Molecular and biological effects of hemodynamics on vascular cells

A variety of systemic risk factors, including smoking, hypertension, hyperlipidemia and diabetes have been found to promote atherosclerosis. Although these elements affect blood vessels equally, clinically significant lesions develop at predictable locations, i.e., major branch points and bifurcations. This suggests that the development of clinically significant atherosclerotic plaques involves a complex interplay between vascular anatomy, vascular biology and hemodynamic forces. Cyclic strain, circumferential pulsatile pressure exerted upon a vessel wall, has been found to cause changes in endothelial cells that tend to disfavor atherosclerosis formation. Cultured endothelial cells have been shown to migrate, proliferate and alter cytoskeletal alignment in response to cyclic strain.
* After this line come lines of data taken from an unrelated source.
use nalgebra_glm as glm;

/// The interleaved vertex layout shared by every mesh in the scene.
#[repr(C)]
#[derive(Copy, Clone)]
pub struct Vertex {
    pub position: glm::Vec3,
    pub normal: glm::Vec3,
}

/// Per-draw data, pushed to the vertex stage. Must stay within the 128 byte
/// push constant budget every Vulkan implementation guarantees.
#[repr(C)]
#[derive(Copy, Clone)]
pub struct PushConstants {
    pub model: glm::Mat4,
    pub object_colour: glm::Vec4,
}

/// Per-frame data, written into a host-visible uniform buffer. Matches the
/// std140 layout of the shader's scene uniform block.
#[repr(C)]
#[derive(Copy, Clone)]
pub struct SceneUniforms {
    pub view: glm::Mat4,
    pub projection: glm::Mat4,
    pub light_position: glm::Vec4,
    pub light_colour: glm::Vec4,
    pub view_position: glm::Vec4,
}

/// A contiguous run of vertices within the shared vertex buffer.
#[derive(Copy, Clone, Debug, PartialEq, Eq)]
pub struct VertexRange {
    pub first: u32,
    pub count: u32,
}

/// One of the hardcoded shapes, with its colour and model transform.
pub struct Prop {
    pub name: &'static str,
    pub colour: glm::Vec4,
    pub model: glm::Mat4,
    pub range: VertexRange,
}

/// The full hardcoded scene: one vertex slab, the lit props that index into it,
/// and the lamp cube marking the light position.
pub struct Scene {
    pub vertices: Vec<Vertex>,
    pub props: Vec<Prop>,
    pub lamp: Prop,
    pub light_position: glm::Vec3,
}

pub const LIGHT_POSITION: [f32; 3] = [-2.0, 2.0, 3.0];

// A unit cube centred on the origin, one normal per face.
#[rustfmt::skip]
const CUBE: [[f32; 6]; 36] = [
    // back
    [-0.5, -0.5, -0.5,  0.0,  0.0, -1.0],
    [ 0.5, -0.5, -0.5,  0.0,  0.0, -1.0],
    [ 0.5,  0.5, -0.5,  0.0,  0.0, -1.0],
    [ 0.5,  0.5, -0.5,  0.0,  0.0, -1.0],
    [-0.5,  0.5, -0.5,  0.0,  0.0, -1.0],
    [-0.5, -0.5, -0.5,  0.0,  0.0, -1.0],
    // front
    [-0.5, -0.5,  0.5,  0.0,  0.0,  1.0],
    [ 0.5, -0.5,  0.5,  0.0,  0.0,  1.0],
    [ 0.5,  0.5,  0.5,  0.0,  0.0,  1.0],
    [ 0.5,  0.5,  0.5,  0.0,  0.0,  1.0],
    [-0.5,  0.5,  0.5,  0.0,  0.0,  1.0],
    [-0.5, -0.5,  0.5,  0.0,  0.0,  1.0],
    // left
    [-0.5,  0.5,  0.5, -1.0,  0.0,  0.0],
    [-0.5,  0.5, -0.5, -1.0,  0.0,  0.0],
    [-0.5, -0.5, -0.5, -1.0,  0.0,  0.0],
    [-0.5, -0.5, -0.5, -1.0,  0.0,  0.0],
    [-0.5, -0.5,  0.5, -1.0,  0.0,  0.0],
    [-0.5,  0.5,  0.5, -1.0,  0.0,  0.0],
    // right
    [ 0.5,  0.5,  0.5,  1.0,  0.0,  0.0],
    [ 0.5,  0.5, -0.5,  1.0,  0.0,  0.0],
    [ 0.5, -0.5, -0.5,  1.0,  0.0,  0.0],
    [ 0.5, -0.5, -0.5,  1.0,  0.0,  0.0],
    [ 0.5, -0.5,  0.5,  1.0,  0.0,  0.0],
    [ 0.5,  0.5,  0.5,  1.0,  0.0,  0.0],
    // bottom
    [-0.5, -0.5, -0.5,  0.0, -1.0,  0.0],
    [ 0.5, -0.5, -0.5,  0.0, -1.0,  0.0],
    [ 0.5, -0.5,  0.5,  0.0, -1.0,  0.0],
    [ 0.5, -0.5,  0.5,  0.0, -1.0,  0.0],
    [-0.5, -0.5,  0.5,  0.0, -1.0,  0.0],
    [-0.5, -0.5, -0.5,  0.0, -1.0,  0.0],
    // top
    [-0.5,  0.5, -0.5,  0.0,  1.0,  0.0],
    [ 0.5,  0.5, -0.5,  0.0,  1.0,  0.0],
    [ 0.5,  0.5,  0.5,  0.0,  1.0,  0.0],
    [ 0.5,  0.5,  0.5,  0.0,  1.0,  0.0],
    [-0.5,  0.5,  0.5,  0.0,  1.0,  0.0],
    [-0.5,  0.5, -0.5,  0.0,  1.0,  0.0],
];

// An octahedron to the left of the cube. The normals are rough approximations,
// kept as-authored.
#[rustfmt::skip]
const OCTAHEDRON: [[f32; 6]; 24] = [
    // top front
    [-1.5,  0.5,  0.5,  0.0,  0.5,  0.5],
    [-2.5,  0.5,  0.5,  0.0,  0.5,  0.5],
    [-2.0,  1.0,  0.0,  0.0,  0.5,  0.5],
    // top back
    [-2.0,  1.0,  0.0, -0.5,  0.5, -0.5],
    [-2.5,  0.5, -0.5, -0.5,  0.5, -0.5],
    [-1.5,  0.5, -0.5, -0.5,  0.5, -0.5],
    // top left
    [-2.0,  1.0,  0.0, -0.5, -0.5,  0.0],
    [-2.5,  0.5,  0.5, -0.5, -0.5,  0.0],
    [-2.5,  0.5, -0.5, -0.5, -0.5,  0.0],
    // top right
    [-2.0,  1.0,  0.0,  0.5,  0.5,  0.0],
    [-1.5,  0.5,  0.5,  0.5,  0.5,  0.0],
    [-1.5,  0.5, -0.5,  0.5,  0.5,  0.0],
    // bottom front
    [-1.5,  0.5,  0.5,  0.0,  0.5,  1.0],
    [-2.5,  0.5,  0.5,  0.0,  0.5,  1.0],
    [-2.0, -0.5,  0.0,  0.0,  0.5,  1.0],
    // bottom back
    [-2.0, -0.5,  0.0,  0.0,  0.5, -1.0],
    [-2.5,  0.5, -0.5,  0.0,  0.5, -1.0],
    [-1.5,  0.5, -0.5,  0.0,  0.5, -1.0],
    // bottom left
    [-2.0, -0.5,  0.0, -1.0,  0.5,  0.0],
    [-2.5,  0.5,  0.5, -1.0,  0.5,  0.0],
    [-2.5,  0.5, -0.5, -1.0,  0.5,  0.0],
    // bottom right
    [-2.0, -0.5,  0.0,  1.0, -0.5,  0.0],
    [-1.5,  0.5,  0.5,  1.0, -0.5,  0.0],
    [-1.5,  0.5, -0.5,  1.0, -0.5,  0.0],
];

// Two interlocking tetrahedra further to the left.
#[rustfmt::skip]
const DOUBLE_TETRAHEDRON: [[f32; 6]; 24] = [
    // base
    [-3.5,  0.0,  0.5,   0.0,  0.0,  0.0],
    [-4.0,  0.0, -0.5,   0.0,  0.0,  0.0],
    [-4.5,  0.0,  0.5,   0.0,  0.0,  0.0],
    // front face
    [-3.5,  0.0,  0.5,   0.0, -0.5,  1.0],
    [-4.0,  1.0,  0.0,   0.0, -0.5,  1.0],
    [-4.5,  0.0,  0.5,   0.0, -0.5,  1.0],
    // right face
    [-3.5,  0.0,  0.5,   0.25, 0.25, 0.0],
    [-4.0,  0.0, -0.5,   0.25, 0.25, 0.0],
    [-4.0,  1.0,  0.0,   0.25, 0.25, 0.0],
    // left face
    [-4.5,  0.0,  0.5,  -1.0,  0.25, -0.5],
    [-4.0,  0.0, -0.5,  -1.0,  0.25, -0.5],
    [-4.0,  1.0,  0.0,  -1.0,  0.25, -0.5],
    // second tetrahedron: base
    [-4.0,  0.5,  0.75,  0.0,  1.0,  0.0],
    [-3.5,  0.5, -0.25,  0.0,  1.0,  0.0],
    [-4.5,  0.5, -0.25,  0.0,  1.0,  0.0],
    // right
    [-4.0,  0.5,  0.75,  1.0, -0.25, 0.5],
    [-3.5,  0.5, -0.25,  1.0, -0.25, 0.5],
    [-4.0, -0.5,  0.25,  1.0, -0.25, 0.5],
    // left
    [-4.5,  0.5, -0.25, -1.0,  0.0,  0.0],
    [-4.0,  0.5,  0.75, -1.0,  0.0,  0.0],
    [-4.0, -0.5,  0.25, -1.0,  0.0,  0.0],
    // back
    [-4.0, -0.5,  0.25,  0.0, -0.5, -1.0],
    [-3.5,  0.5, -0.25,  0.0, -0.5, -1.0],
    [-4.5,  0.5, -0.25,  0.0, -0.5, -1.0],
];

// A flat floor plane below everything, facing up.
#[rustfmt::skip]
const FLOOR: [[f32; 6]; 6] = [
    [-10.0, -2.0, -5.0,  0.0,  1.0,  0.0],
    [-10.0, -2.0,  5.0,  0.0,  1.0,  0.0],
    [  5.0, -2.0,  5.0,  0.0,  1.0,  0.0],
    [  5.0, -2.0, -5.0,  0.0,  1.0,  0.0],
    [  5.0, -2.0,  5.0,  0.0,  1.0,  0.0],
    [-10.0, -2.0, -5.0,  0.0,  1.0,  0.0],
];

fn append_vertices(vertices: &mut Vec<Vertex>, data: &[[f32; 6]]) -> VertexRange {
    let first = vertices.len() as u32;

    vertices.extend(data.iter().map(|row| Vertex {
        position: glm::vec3(row[0], row[1], row[2]),
        normal: glm::vec3(row[3], row[4], row[5]),
    }));

    VertexRange {
        first,
        count: data.len() as u32,
    }
}

/// Build the hardcoded scene. The geometry is baked in world space, so every lit
/// prop uses an identity model matrix; the lamp reuses the cube's vertices with
/// a translate-and-shrink transform to the light position.
pub fn build_scene() -> Scene {
    let mut vertices = Vec::with_capacity(CUBE.len() + OCTAHEDRON.len() + DOUBLE_TETRAHEDRON.len() + FLOOR.len());

    let cube_range = append_vertices(&mut vertices, &CUBE);
    let octahedron_range = append_vertices(&mut vertices, &OCTAHEDRON);
    let tetrahedron_range = append_vertices(&mut vertices, &DOUBLE_TETRAHEDRON);
    let floor_range = append_vertices(&mut vertices, &FLOOR);

    let light_position = glm::make_vec3(&LIGHT_POSITION);

    let props = vec![
        Prop {
            name: "cube",
            colour: glm::vec4(0.8, 0.91, 0.11, 1.0),
            model: glm::Mat4::identity(),
            range: cube_range,
        },
        Prop {
            name: "octahedron",
            colour: glm::vec4(0.8, 0.1, 0.31, 1.0),
            model: glm::Mat4::identity(),
            range: octahedron_range,
        },
        Prop {
            name: "double tetrahedron",
            colour: glm::vec4(0.3, 0.8, 0.7, 1.0),
            model: glm::Mat4::identity(),
            range: tetrahedron_range,
        },
        Prop {
            name: "floor",
            colour: glm::vec4(0.2, 0.8, 0.4, 1.0),
            model: glm::Mat4::identity(),
            range: floor_range,
        },
    ];

    let lamp_model = glm::scale(
        &glm::translate(&glm::Mat4::identity(), &light_position),
        &glm::vec3(0.2, 0.2, 0.2),
    );

    let lamp = Prop {
        name: "lamp",
        colour: glm::vec4(1.0, 1.0, 1.0, 1.0),
        model: lamp_model,
        range: cube_range,
    };

    Scene {
        vertices,
        props,
        lamp,
        light_position,
    }
}

#[cfg(test)]
mod tests {
    use super::*;

    use approx::assert_relative_eq;

    #[test]
    fn scene_vertex_counts() {
        let scene = build_scene();

        assert_eq!(scene.vertices.len(), 90);

        let counts: Vec<u32> = scene.props.iter().map(|prop| prop.range.count).collect();
        assert_eq!(counts, vec![36, 24, 24, 6]);
    }

    #[test]
    fn prop_ranges_are_disjoint_and_in_bounds() {
        let scene = build_scene();

        let mut next_first = 0;
        for prop in &scene.props {
            assert_eq!(prop.range.first, next_first, "{} overlaps", prop.name);
            next_first += prop.range.count;
        }

        assert_eq!(next_first as usize, scene.vertices.len());
    }

    #[test]
    fn lamp_reuses_the_cube_vertices() {
        let scene = build_scene();

        assert_eq!(scene.lamp.range, scene.props[0].range);
    }

    #[test]
    fn lamp_sits_at_the_light_position() {
        let scene = build_scene();

        let centre = scene.lamp.model * glm::vec4(0.0, 0.0, 0.0, 1.0);
        assert_relative_eq!(
            centre,
            glm::vec4(-2.0, 2.0, 3.0, 1.0),
            epsilon = 1e-5
        );

        // A cube corner should end up 0.1 from the centre on each axis.
        let corner = scene.lamp.model * glm::vec4(0.5, 0.5, 0.5, 1.0);
        assert_relative_eq!(
            corner,
            glm::vec4(-1.9, 2.1, 3.1, 1.0),
            epsilon = 1e-5
        );
    }

    #[test]
    fn floor_is_flat_and_faces_up() {
        let scene = build_scene();
        let range = scene.props[3].range;

        for vertex in &scene.vertices[range.first as usize..(range.first + range.count) as usize] {
            assert_relative_eq!(vertex.position.y, -2.0);
            assert_relative_eq!(vertex.normal, glm::vec3(0.0, 1.0, 0.0));
        }
    }

    #[test]
    fn cube_stays_within_its_half_extents() {
        let scene = build_scene();
        let range = scene.props[0].range;

        for vertex in &scene.vertices[range.first as usize..(range.first + range.count) as usize] {
            for component in [vertex.position.x, vertex.position.y, vertex.position.z] {
                assert!(component.abs() <= 0.5 + f32::EPSILON);
            }

            // Cube normals are unit length and axis-aligned.
            assert_relative_eq!(glm::length(&vertex.normal), 1.0, epsilon = 1e-6);
            let nonzero = [vertex.normal.x, vertex.normal.y, vertex.normal.z]
                .iter()
                .filter(|component| component.abs() > 0.0)
                .count();
            assert_eq!(nonzero, 1);
        }
    }

    #[test]
    fn no_mesh_has_a_denormalised_position() {
        let scene = build_scene();

        for vertex in &scene.vertices {
            assert!(vertex.position.iter().all(|component| component.is_finite()));
            assert!(vertex.normal.iter().all(|component| component.is_finite()));
        }
    }

    #[test]
    fn gpu_layouts_match_the_shaders() {
        // Interleaved position + normal.
        assert_eq!(std::mem::size_of::<Vertex>(), 24);

        // Must fit the 128 byte guaranteed push constant budget.
        assert_eq!(std::mem::size_of::<PushConstants>(), 80);
        assert!(std::mem::size_of::<PushConstants>() <= 128);

        // Two mat4s and three vec4s, as declared in the scene uniform block.
        assert_eq!(std::mem::size_of::<SceneUniforms>(), 176);
    }
}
Levels of macromolecules such as prostacyclin, endothelin, nitric oxide and tissue plasminogen activator have been found to be altered by cyclic strain. Additionally, cyclic strain has been shown to stimulate expression of cellular adhesion molecules such as ICAM-1 and intracellular second messenger systems such as the adenylate cyclase-cAMP, diacylglycerol-IP3, and protein kinase C pathways. This article reviews the most current pertinent literature and summarizes the presently known effects of cyclic strain on endothelial cells.